Protection of L5178Y Lymphoblasts by Choline and Ethanolamine against Cytocidal Effect of Nitrogen Mustard in Vitro

Summary

Structural analogs of nitrogen mustard including choline and ethanolamine, previously shown to act as competitive inhibitors of nitrogen mustard (HN2) transport, have been examined for their ability to protect L5178Y lymphoblasts against the cytocidal action of HN2 in vitro. The D_o (the dose of drug reducing survival to 37% of the initial cell population) for cells treated with HN2 was increased 6.5-fold in the presence of 1 mm choline and 12.7-fold in the presence of 1 mm ethanolamine, and each of these observations was highly significant (p < 0.001). Protection against HN2 was also observed with hydrolyzed HN2 and the hydrolyzed monofunctional compound, hydrolyzed dimethyl 2-chloroethylamine. The time interval between HN2 treatment and addition of protective agent was critical in that one-half the protective effect was lost if the agent was added 30 min after the drug and little protection remained at 2 hr.
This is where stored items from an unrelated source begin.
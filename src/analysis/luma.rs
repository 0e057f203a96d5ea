//! Luma plane compaction.
//!
//! Camera planes frequently carry padding at the end of each row so that rows
//! start on aligned addresses. Everything downstream assumes a dense plane.
use crate::errors::FrameDefect;
use crate::types::{DenseLuma, RawFrame};

/// Strip row padding from a captured plane.
///
/// Returns the capture buffer itself when it has no padding.
pub fn extract<'a>(frame: &RawFrame<'a>) -> Result<DenseLuma<'a>, FrameDefect> {
    frame.validate()?;

    let width = frame.width as usize;
    let height = frame.height as usize;
    let stride = frame.row_stride as usize;

    if stride == width {
        return Ok(DenseLuma::borrowed(
            &frame.data[..width * height],
            frame.width,
            frame.height,
        ));
    }

    let mut dense = Vec::with_capacity(width * height);
    for row in frame.data.chunks(stride).take(height) {
        dense.extend_from_slice(&row[..width]);
    }

    Ok(DenseLuma::owned(dense, frame.width, frame.height))
}

#[cfg(test)]
mod tests {
    use super::*;
    use std::time::Duration;

    #[test]
    fn test_dense_frame_is_not_copied() {
        let buf: Vec<u8> = (0..12).collect();
        let frame = RawFrame::dense(&buf, 4, 3, Duration::ZERO);
        let luma = extract(&frame).unwrap();
        assert!(luma.is_borrowed());
        assert_eq!(luma.pixels(), buf.as_slice());
    }

    #[test]
    fn test_padding_is_stripped() {
        // 3x2 image with two garbage bytes per row
        let buf = [1, 2, 3, 99, 99, 4, 5, 6, 99, 99];
        let frame = RawFrame::new(&buf, 3, 2, 5, Duration::ZERO);
        let luma = extract(&frame).unwrap();
        assert!(!luma.is_borrowed());
        assert_eq!(luma.pixels(), &[1, 2, 3, 4, 5, 6]);
        assert_eq!((luma.width(), luma.height()), (3, 2));
    }

    #[test]
    fn test_trailing_bytes_beyond_plane_are_ignored() {
        let buf = [9u8; 20];
        let frame = RawFrame::dense(&buf, 4, 4, Duration::ZERO);
        let luma = extract(&frame).unwrap();
        assert_eq!(luma.len(), 16);
    }

    #[test]
    fn test_short_buffer_is_rejected() {
        let buf = [0u8; 9];
        let frame = RawFrame::new(&buf, 3, 2, 5, Duration::ZERO);
        assert_eq!(
            extract(&frame),
            Err(FrameDefect::BufferTooShort { len: 9, required: 10 })
        );
    }
}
Exposure of cells to choline prior to HN2 treatment was no more effective than administration of choline simultaneously with drug therapy. No protection was noted in cells preloaded with choline for 20 hr and then washed immediately before HN2 treatment. These findings suggested that the mechanism of protection probably depends upon direct competition between protective agent and drug for transport into the cell. Attempts to protect mice against lethal doses of HN2 and rats from the myelosuppressive effects of drug were unsuccessful.